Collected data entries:
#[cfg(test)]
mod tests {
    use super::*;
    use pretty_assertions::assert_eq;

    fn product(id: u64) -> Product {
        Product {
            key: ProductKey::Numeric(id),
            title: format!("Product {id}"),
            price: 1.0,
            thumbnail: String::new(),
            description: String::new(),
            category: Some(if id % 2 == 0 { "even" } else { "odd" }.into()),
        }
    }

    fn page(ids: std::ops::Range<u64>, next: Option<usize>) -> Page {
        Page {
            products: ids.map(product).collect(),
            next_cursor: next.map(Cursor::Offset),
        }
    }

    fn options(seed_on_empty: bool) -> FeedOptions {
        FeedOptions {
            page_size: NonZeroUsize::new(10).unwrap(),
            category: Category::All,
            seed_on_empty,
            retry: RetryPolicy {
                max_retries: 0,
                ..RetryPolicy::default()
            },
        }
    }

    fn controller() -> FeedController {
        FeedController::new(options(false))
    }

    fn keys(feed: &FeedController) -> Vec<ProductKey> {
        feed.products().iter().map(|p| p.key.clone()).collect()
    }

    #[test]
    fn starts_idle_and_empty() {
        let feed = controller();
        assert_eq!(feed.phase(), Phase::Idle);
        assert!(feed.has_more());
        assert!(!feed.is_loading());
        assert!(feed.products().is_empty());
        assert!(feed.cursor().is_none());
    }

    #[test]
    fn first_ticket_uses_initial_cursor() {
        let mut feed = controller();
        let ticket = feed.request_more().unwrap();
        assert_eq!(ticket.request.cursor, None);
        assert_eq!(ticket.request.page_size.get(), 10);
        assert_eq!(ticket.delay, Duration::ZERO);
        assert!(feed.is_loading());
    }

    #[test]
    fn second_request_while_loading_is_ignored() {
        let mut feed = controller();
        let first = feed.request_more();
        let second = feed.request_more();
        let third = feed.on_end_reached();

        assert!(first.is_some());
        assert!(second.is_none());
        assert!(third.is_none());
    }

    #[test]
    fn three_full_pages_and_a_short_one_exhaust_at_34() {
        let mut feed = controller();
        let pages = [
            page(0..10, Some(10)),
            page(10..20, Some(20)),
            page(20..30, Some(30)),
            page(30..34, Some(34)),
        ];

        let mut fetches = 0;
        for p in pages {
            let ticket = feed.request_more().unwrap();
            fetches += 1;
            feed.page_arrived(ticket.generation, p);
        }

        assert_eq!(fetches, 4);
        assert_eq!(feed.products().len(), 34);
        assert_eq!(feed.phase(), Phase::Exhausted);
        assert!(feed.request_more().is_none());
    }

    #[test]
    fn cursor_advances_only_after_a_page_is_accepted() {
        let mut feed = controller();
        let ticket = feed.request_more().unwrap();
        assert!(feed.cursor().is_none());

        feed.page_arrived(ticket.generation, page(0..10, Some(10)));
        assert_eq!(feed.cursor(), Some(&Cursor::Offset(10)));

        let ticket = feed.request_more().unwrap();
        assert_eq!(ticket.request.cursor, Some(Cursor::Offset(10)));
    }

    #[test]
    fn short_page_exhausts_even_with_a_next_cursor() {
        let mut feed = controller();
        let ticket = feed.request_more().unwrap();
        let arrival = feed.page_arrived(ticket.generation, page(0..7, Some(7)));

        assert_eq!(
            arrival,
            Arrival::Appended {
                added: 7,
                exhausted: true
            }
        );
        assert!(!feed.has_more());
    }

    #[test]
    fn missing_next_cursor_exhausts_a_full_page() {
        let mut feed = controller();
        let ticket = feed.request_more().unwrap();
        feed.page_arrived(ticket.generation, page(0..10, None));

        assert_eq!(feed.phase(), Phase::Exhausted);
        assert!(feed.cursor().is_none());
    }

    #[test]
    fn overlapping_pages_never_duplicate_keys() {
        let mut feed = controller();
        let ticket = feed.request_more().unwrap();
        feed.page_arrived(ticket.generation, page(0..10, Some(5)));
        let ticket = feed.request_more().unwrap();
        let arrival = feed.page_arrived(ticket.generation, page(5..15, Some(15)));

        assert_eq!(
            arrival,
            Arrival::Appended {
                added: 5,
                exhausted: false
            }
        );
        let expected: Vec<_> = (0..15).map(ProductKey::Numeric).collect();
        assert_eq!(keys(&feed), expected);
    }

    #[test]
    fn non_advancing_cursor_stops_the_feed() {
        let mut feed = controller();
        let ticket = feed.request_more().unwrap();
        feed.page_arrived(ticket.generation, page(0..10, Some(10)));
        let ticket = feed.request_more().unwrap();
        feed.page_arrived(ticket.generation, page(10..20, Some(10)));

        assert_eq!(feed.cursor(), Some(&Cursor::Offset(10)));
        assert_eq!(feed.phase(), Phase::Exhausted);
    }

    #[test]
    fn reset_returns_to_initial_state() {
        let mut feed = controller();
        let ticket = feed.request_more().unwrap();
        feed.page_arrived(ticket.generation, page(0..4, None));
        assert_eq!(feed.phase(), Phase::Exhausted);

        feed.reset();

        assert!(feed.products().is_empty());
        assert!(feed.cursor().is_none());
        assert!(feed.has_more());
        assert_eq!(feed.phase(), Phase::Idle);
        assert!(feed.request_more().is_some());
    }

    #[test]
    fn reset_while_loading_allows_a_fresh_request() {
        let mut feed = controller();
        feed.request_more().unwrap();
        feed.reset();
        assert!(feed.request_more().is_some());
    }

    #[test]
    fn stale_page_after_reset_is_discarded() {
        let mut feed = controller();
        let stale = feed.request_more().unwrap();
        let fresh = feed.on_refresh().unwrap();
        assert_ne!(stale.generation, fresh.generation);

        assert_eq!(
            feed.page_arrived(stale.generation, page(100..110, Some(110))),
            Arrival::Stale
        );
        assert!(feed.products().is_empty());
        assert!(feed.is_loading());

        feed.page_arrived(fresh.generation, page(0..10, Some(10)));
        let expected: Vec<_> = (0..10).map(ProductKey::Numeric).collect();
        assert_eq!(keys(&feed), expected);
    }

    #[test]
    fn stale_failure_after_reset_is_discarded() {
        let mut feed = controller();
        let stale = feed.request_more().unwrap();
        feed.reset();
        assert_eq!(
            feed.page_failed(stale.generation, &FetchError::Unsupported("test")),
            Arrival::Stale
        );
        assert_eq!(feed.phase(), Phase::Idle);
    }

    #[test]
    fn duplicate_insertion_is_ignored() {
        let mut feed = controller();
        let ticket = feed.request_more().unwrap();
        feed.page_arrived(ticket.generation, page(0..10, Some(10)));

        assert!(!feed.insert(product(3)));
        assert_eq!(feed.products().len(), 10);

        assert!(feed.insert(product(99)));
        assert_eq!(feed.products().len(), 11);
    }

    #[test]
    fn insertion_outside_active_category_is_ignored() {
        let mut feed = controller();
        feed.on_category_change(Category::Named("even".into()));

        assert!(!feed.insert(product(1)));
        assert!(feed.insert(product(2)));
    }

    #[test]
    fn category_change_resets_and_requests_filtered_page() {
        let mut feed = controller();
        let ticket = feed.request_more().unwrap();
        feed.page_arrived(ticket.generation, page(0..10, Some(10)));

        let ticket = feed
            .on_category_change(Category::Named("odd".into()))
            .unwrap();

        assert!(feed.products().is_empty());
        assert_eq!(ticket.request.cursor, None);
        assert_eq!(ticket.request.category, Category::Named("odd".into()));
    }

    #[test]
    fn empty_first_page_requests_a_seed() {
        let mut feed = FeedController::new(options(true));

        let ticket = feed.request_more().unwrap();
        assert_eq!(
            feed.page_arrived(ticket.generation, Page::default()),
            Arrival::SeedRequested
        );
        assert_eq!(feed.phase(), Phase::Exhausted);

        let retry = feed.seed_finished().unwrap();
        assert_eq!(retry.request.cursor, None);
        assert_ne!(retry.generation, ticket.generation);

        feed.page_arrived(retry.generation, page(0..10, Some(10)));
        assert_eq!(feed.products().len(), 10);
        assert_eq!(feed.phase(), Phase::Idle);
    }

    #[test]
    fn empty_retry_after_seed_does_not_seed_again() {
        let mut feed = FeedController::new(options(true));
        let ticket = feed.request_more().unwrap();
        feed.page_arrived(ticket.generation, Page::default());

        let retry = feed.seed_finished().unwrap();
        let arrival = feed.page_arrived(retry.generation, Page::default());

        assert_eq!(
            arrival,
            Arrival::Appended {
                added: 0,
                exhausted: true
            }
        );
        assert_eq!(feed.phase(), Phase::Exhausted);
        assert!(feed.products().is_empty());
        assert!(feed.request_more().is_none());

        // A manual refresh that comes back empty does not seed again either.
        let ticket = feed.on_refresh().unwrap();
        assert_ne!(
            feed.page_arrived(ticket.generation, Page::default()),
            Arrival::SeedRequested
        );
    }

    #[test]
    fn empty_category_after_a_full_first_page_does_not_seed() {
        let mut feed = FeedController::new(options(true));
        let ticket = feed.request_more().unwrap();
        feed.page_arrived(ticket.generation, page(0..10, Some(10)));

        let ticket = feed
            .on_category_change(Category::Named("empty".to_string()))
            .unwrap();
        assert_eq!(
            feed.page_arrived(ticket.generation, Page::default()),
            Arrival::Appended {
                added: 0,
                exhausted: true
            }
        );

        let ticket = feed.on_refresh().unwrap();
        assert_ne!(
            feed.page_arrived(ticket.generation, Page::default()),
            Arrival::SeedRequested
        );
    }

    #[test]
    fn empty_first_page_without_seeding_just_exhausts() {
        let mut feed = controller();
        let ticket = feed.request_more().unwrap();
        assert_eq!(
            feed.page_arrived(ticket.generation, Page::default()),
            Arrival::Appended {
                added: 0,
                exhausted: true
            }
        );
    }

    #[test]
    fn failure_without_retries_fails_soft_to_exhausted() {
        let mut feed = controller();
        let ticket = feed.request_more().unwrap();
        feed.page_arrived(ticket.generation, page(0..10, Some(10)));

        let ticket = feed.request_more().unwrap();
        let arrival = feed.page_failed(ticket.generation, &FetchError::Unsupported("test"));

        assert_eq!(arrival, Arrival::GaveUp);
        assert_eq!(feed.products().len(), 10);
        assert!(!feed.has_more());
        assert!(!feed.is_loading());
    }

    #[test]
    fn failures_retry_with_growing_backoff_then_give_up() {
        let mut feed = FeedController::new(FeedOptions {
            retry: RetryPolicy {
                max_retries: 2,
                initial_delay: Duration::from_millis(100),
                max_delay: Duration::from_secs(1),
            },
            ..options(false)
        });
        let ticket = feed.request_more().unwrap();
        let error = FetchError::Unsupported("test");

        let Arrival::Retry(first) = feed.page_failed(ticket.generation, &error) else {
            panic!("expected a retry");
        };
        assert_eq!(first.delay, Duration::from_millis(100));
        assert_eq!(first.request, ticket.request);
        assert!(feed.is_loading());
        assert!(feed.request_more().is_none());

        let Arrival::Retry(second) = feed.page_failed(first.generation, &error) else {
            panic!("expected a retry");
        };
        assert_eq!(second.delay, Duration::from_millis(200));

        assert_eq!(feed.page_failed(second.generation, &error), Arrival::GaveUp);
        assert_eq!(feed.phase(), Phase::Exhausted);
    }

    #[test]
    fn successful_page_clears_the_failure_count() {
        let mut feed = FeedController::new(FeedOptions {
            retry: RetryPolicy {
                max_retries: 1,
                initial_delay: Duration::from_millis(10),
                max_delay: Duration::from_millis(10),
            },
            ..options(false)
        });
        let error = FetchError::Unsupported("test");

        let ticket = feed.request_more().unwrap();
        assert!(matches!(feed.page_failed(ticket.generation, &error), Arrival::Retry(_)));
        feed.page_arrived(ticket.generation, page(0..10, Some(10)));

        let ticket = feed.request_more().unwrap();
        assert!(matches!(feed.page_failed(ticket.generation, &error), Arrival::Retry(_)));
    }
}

## TASK OBJECTIVE
Your answer should be only the number of lines in the entries above that hold the string "Offset".

## EXERCISE OUTPUT
4